## GMRES

### Overview

#### What is GMRES?

- GMRES is an iterative solver for a system of linear equations: $Ax=b$.
- GMRES generalizes the Conjugate gradient method to *asymmetric* matrix $A$.
- The name is short for *generalized minimum residual* method.
- Why do we discuss that in a chapter of least square?
  - Part of its algorithm involves solving least square problem.

### Why do we care?

- GMRES can deal with asymmetric matrix, which the conjugate gradient method fails with.
- GMRES is a good choice for the solution of large, sparse, asymmetric (square) linear system $Ax=b$. [Sauer (2017) p. 235]
- GMRES deals with ill-conditioning using orthogonality. [Sauer (2017) p. 235]

### The method

#### Idea

- $K_j:=\{r, Ar, A^2 r, \cdots, A^j r\}$ is called *Krylov* space. 
- The approximate solution $x_k$ at $k$-th iteration is the best approximation of the true solution $x$ in $K_{k}$. 
  - Conjugate gradient method uses the similar idea.

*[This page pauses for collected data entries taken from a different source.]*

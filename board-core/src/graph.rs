//! Connection graph.
//!
//! Edges live inline on their source element, so the graph is a view over
//! the [`SceneStore`] rather than a separate structure. Rendering is
//! pull-based: the host supplies element rectangles through a
//! [`LayoutSource`] and receives plain line segments back.

use serde::{Deserialize, Serialize};

use crate::config::AnchorMode;
use crate::element::{Connection, ElementId};
use crate::geometry::{Point, Rect};
use crate::scene::SceneStore;

impl SceneStore {
    /// Whether an edge joins `a` and `b` in either direction.
    #[must_use]
    pub fn exists(&self, a: &ElementId, b: &ElementId) -> bool {
        self.elements()
            .iter()
            .filter(|e| e.id() == a || e.id() == b)
            .flat_map(|e| e.connections())
            .any(|c| c.joins(a, b))
    }

    /// Add the edge `source -> target`.
    ///
    /// Self-links, unknown endpoints and pairs that are already joined (in
    /// either direction) are ignored. Returns whether an edge was added.
    pub fn add_edge(&mut self, source: &ElementId, target: &ElementId) -> bool {
        if source == target {
            tracing::debug!("Ignoring self-link on {source}");
            return false;
        }
        if self.find(source).is_none() || self.find(target).is_none() {
            tracing::debug!("Ignoring link {source} -> {target}: endpoint missing");
            return false;
        }
        if self.exists(source, target) {
            tracing::debug!("Ignoring link {source} -> {target}: already connected");
            return false;
        }
        self.push_connection(source, Connection::new(source.clone(), target.clone()))
    }

    /// Remove any edge joining `a` and `b`, whichever direction it runs.
    /// Returns the number of edges removed.
    pub fn disconnect(&mut self, a: &ElementId, b: &ElementId) -> usize {
        let removed = self.retain_connections(|c| !c.joins(a, b));
        tracing::debug!("Disconnected {a} and {b} ({removed} edge(s))");
        removed
    }

    /// Every edge in the store, grouped by source in insertion order.
    pub fn connections(&self) -> impl Iterator<Item = &Connection> {
        self.elements().iter().flat_map(|e| e.connections())
    }
}

/// Supplies the on-screen rectangle of an element.
pub trait LayoutSource {
    /// Rectangle of `id`, or `None` if it is not laid out.
    fn rect_of(&self, id: &ElementId) -> Option<Rect>;
}

impl LayoutSource for SceneStore {
    fn rect_of(&self, id: &ElementId) -> Option<Rect> {
        self.find(id).map(crate::element::CanvasElement::bounds)
    }
}

/// Committed layout with one element's rectangle replaced.
///
/// Used while a move or resize is in progress, so links follow the
/// element before it is committed.
#[derive(Debug, Clone, Copy)]
pub struct LiveLayout<'a> {
    base: &'a SceneStore,
    live: Option<(&'a ElementId, Rect)>,
}

impl<'a> LiveLayout<'a> {
    /// Layout of `base` with `live` overriding one element.
    #[must_use]
    pub const fn new(base: &'a SceneStore, live: Option<(&'a ElementId, Rect)>) -> Self {
        Self { base, live }
    }
}

impl LayoutSource for LiveLayout<'_> {
    fn rect_of(&self, id: &ElementId) -> Option<Rect> {
        match self.live {
            Some((live_id, rect)) if live_id == id => Some(rect),
            _ => self.base.rect_of(id),
        }
    }
}

/// A side of an element rectangle.
#[derive(Debug, Clone, Copy, PartialEq, Eq, Serialize, Deserialize)]
#[serde(rename_all = "lowercase")]
pub enum ConnectionSide {
    /// Top edge.
    Top,
    /// Right edge.
    Right,
    /// Bottom edge.
    Bottom,
    /// Left edge.
    Left,
}

impl ConnectionSide {
    /// Midpoint of this side of `rect`.
    #[must_use]
    pub fn anchor(self, rect: &Rect) -> Point {
        let center = rect.center();
        match self {
            Self::Top => Point::new(center.x, f64::from(rect.y)),
            Self::Right => Point::new(f64::from(rect.right()), center.y),
            Self::Bottom => Point::new(center.x, f64::from(rect.bottom())),
            Self::Left => Point::new(f64::from(rect.x), center.y),
        }
    }

    /// The side of `rect` that faces `toward`.
    #[must_use]
    pub fn facing(rect: &Rect, toward: Point) -> Self {
        let delta = toward.offset_from(rect.center());
        if delta.x.abs() >= delta.y.abs() {
            if delta.x >= 0.0 {
                Self::Right
            } else {
                Self::Left
            }
        } else if delta.y >= 0.0 {
            Self::Bottom
        } else {
            Self::Top
        }
    }
}

/// Where a link leaves `rect` when heading to `toward`.
#[must_use]
pub fn anchor_point(rect: &Rect, toward: Point, mode: AnchorMode) -> Point {
    match mode {
        AnchorMode::Center => rect.center(),
        AnchorMode::Sides => ConnectionSide::facing(rect, toward).anchor(rect),
    }
}

/// A rendered edge.
#[derive(Debug, Clone, PartialEq, Serialize, Deserialize)]
pub struct LinkSegment {
    /// Source element.
    pub source: ElementId,
    /// Target element.
    pub target: ElementId,
    /// Start point, on or in the source rectangle.
    pub from: Point,
    /// End point, on or in the target rectangle.
    pub to: Point,
}

/// Compute a line segment for every edge whose endpoints are laid out.
#[must_use]
pub fn link_segments(
    store: &SceneStore,
    layout: &impl LayoutSource,
    mode: AnchorMode,
) -> Vec<LinkSegment> {
    store
        .connections()
        .filter_map(|c| {
            let from_rect = layout.rect_of(&c.source)?;
            let to_rect = layout.rect_of(&c.target)?;
            Some(LinkSegment {
                source: c.source.clone(),
                target: c.target.clone(),
                from: anchor_point(&from_rect, to_rect.center(), mode),
                to: anchor_point(&to_rect, from_rect.center(), mode),
            })
        })
        .collect()
}

#[cfg(test)]
mod tests {
    use super::*;
    use crate::element::ElementKind;
    use crate::geometry::{Position3, Size2};

    fn board() -> (SceneStore, ElementId, ElementId, ElementId) {
        let mut store = SceneStore::new();
        let mut make = |id: &str, x: i32| {
            store
                .create(
                    ElementKind::Text(String::new()),
                    Position3::new(x, 0, 1),
                    Size2::new(100, 100),
                    Vec::new(),
                    Some(ElementId::from(id)),
                )
                .expect("create")
                .id()
                .clone()
        };
        let a = make("a", 0);
        let b = make("b", 300);
        let c = make("c", 600);
        (store, a, b, c)
    }

    #[test]
    fn test_add_edge_and_exists() {
        let (mut store, a, b, _) = board();
        assert!(!store.exists(&a, &b));
        assert!(store.add_edge(&a, &b));
        assert!(store.exists(&a, &b));
        assert!(store.exists(&b, &a));
    }

    #[test]
    fn test_add_edge_rejects_self_reverse_and_duplicate() {
        let (mut store, a, b, _) = board();
        assert!(!store.add_edge(&a, &a));
        assert!(store.add_edge(&a, &b));
        assert!(!store.add_edge(&a, &b));
        assert!(!store.add_edge(&b, &a));
        assert_eq!(store.connections().count(), 1);
        assert!(store.find(&b).expect("b").connections().is_empty());
    }

    #[test]
    fn test_add_edge_rejects_unknown_endpoint() {
        let (mut store, a, _, _) = board();
        assert!(!store.add_edge(&a, &ElementId::from("ghost")));
        assert!(!store.add_edge(&ElementId::from("ghost"), &a));
        assert_eq!(store.connections().count(), 0);
    }

    #[test]
    fn test_disconnect_either_direction() {
        let (mut store, a, b, c) = board();
        store.add_edge(&a, &b);
        store.add_edge(&c, &a);
        assert_eq!(store.disconnect(&b, &a), 1);
        assert!(!store.exists(&a, &b));
        assert!(store.exists(&a, &c));
        assert_eq!(store.disconnect(&b, &a), 0);
    }

    #[test]
    fn test_center_segments() {
        let (mut store, a, b, _) = board();
        store.add_edge(&a, &b);
        let segments = link_segments(&store, &store, AnchorMode::Center);
        assert_eq!(
            segments,
            vec![LinkSegment {
                source: a,
                target: b,
                from: Point::new(50.0, 50.0),
                to: Point::new(350.0, 50.0),
            }]
        );
    }

    #[test]
    fn test_side_segments_face_each_other() {
        let (mut store, a, b, _) = board();
        store.add_edge(&b, &a);
        let segments = link_segments(&store, &store, AnchorMode::Sides);
        assert_eq!(segments[0].from, Point::new(300.0, 50.0));
        assert_eq!(segments[0].to, Point::new(100.0, 50.0));
    }

    #[test]
    fn test_live_layout_overrides_one_rect() {
        let (mut store, a, b, _) = board();
        store.add_edge(&a, &b);
        let dragged = Rect::new(0, 400, 100, 100);
        let layout = LiveLayout::new(&store, Some((&a, dragged)));
        let segments = link_segments(&store, &layout, AnchorMode::Center);
        assert_eq!(segments[0].from, Point::new(50.0, 450.0));
        assert_eq!(segments[0].to, Point::new(350.0, 50.0));
    }

    #[test]
    fn test_facing_sides() {
        let rect = Rect::new(0, 0, 100, 100);
        assert_eq!(ConnectionSide::facing(&rect, Point::new(50.0, -200.0)), ConnectionSide::Top);
        assert_eq!(ConnectionSide::facing(&rect, Point::new(50.0, 300.0)), ConnectionSide::Bottom);
        assert_eq!(ConnectionSide::facing(&rect, Point::new(-90.0, 60.0)), ConnectionSide::Left);
        assert_eq!(ConnectionSide::Bottom.anchor(&rect), Point::new(50.0, 100.0));
    }
}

And they both belong to *Krylov methods*.
- As $k$ increases, $K_k$ expands and the approximation gets better and better.
  - In theory, GMRES is a direct method: It terminates at $n$-th iteration with the exact solution if $A$ is nonsingular. [Sauer (2017) p. 237]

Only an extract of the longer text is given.